With the line containing "pointed at it." as the start and the line containing "impl PageSource for" as the end, transcribe that span of the entries below exactly, including both.

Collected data
____________

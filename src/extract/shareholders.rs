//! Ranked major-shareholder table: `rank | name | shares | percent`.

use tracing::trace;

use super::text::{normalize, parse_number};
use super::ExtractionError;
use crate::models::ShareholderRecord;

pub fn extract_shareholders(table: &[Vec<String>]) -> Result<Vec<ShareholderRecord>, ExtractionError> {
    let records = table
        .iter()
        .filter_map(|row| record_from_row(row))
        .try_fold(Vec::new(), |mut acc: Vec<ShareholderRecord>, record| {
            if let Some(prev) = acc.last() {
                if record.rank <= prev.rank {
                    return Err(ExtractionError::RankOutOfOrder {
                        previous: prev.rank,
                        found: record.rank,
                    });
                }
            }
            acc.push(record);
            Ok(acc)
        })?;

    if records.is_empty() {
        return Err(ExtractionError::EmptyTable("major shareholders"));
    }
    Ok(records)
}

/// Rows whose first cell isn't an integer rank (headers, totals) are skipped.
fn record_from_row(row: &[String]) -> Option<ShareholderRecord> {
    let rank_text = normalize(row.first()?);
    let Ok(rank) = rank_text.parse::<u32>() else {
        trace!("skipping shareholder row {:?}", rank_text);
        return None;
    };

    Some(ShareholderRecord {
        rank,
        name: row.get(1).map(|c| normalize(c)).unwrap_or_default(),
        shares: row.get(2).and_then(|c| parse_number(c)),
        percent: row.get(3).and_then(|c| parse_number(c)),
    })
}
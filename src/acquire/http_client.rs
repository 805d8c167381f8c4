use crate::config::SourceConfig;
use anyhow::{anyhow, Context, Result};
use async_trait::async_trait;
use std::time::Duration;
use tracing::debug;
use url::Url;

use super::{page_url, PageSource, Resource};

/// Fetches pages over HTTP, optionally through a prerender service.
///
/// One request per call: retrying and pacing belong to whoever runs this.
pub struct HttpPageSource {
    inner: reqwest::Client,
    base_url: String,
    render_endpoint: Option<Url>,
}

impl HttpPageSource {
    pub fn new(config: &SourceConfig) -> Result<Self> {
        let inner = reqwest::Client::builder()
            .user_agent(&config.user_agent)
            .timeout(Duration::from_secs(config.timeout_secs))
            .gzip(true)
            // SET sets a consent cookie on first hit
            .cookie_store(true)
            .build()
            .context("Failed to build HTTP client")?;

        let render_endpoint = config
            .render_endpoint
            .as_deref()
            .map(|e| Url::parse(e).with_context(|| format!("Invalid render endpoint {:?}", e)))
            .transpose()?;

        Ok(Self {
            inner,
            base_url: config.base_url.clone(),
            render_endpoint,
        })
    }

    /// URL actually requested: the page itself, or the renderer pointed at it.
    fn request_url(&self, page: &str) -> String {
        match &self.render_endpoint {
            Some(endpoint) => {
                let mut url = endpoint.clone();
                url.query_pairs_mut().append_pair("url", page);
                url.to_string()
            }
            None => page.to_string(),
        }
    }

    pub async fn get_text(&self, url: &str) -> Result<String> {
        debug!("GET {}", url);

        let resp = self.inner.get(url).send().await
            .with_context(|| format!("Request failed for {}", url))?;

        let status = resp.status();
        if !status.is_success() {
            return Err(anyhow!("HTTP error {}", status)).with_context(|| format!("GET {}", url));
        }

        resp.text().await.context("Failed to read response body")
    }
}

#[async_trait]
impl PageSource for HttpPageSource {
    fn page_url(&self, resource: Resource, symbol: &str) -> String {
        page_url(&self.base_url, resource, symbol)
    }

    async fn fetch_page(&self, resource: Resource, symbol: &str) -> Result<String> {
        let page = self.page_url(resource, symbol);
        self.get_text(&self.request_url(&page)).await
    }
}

____________

[Output for this exercise]
    /// URL actually requested: the page itself, or the renderer pointed at it.
    fn request_url(&self, page: &str) -> String {
        match &self.render_endpoint {
            Some(endpoint) => {
                let mut url = endpoint.clone();
                url.query_pairs_mut().append_pair("url", page);
                url.to_string()
            }
            None => page.to_string(),
        }
    }

    pub async fn get_text(&self, url: &str) -> Result<String> {
        debug!("GET {}", url);

        let resp = self.inner.get(url).send().await
            .with_context(|| format!("Request failed for {}", url))?;

        let status = resp.status();
        if !status.is_success() {
            return Err(anyhow!("HTTP error {}", status)).with_context(|| format!("GET {}", url));
        }

        resp.text().await.context("Failed to read response body")
    }
}

#[async_trait]
impl PageSource for HttpPageSource {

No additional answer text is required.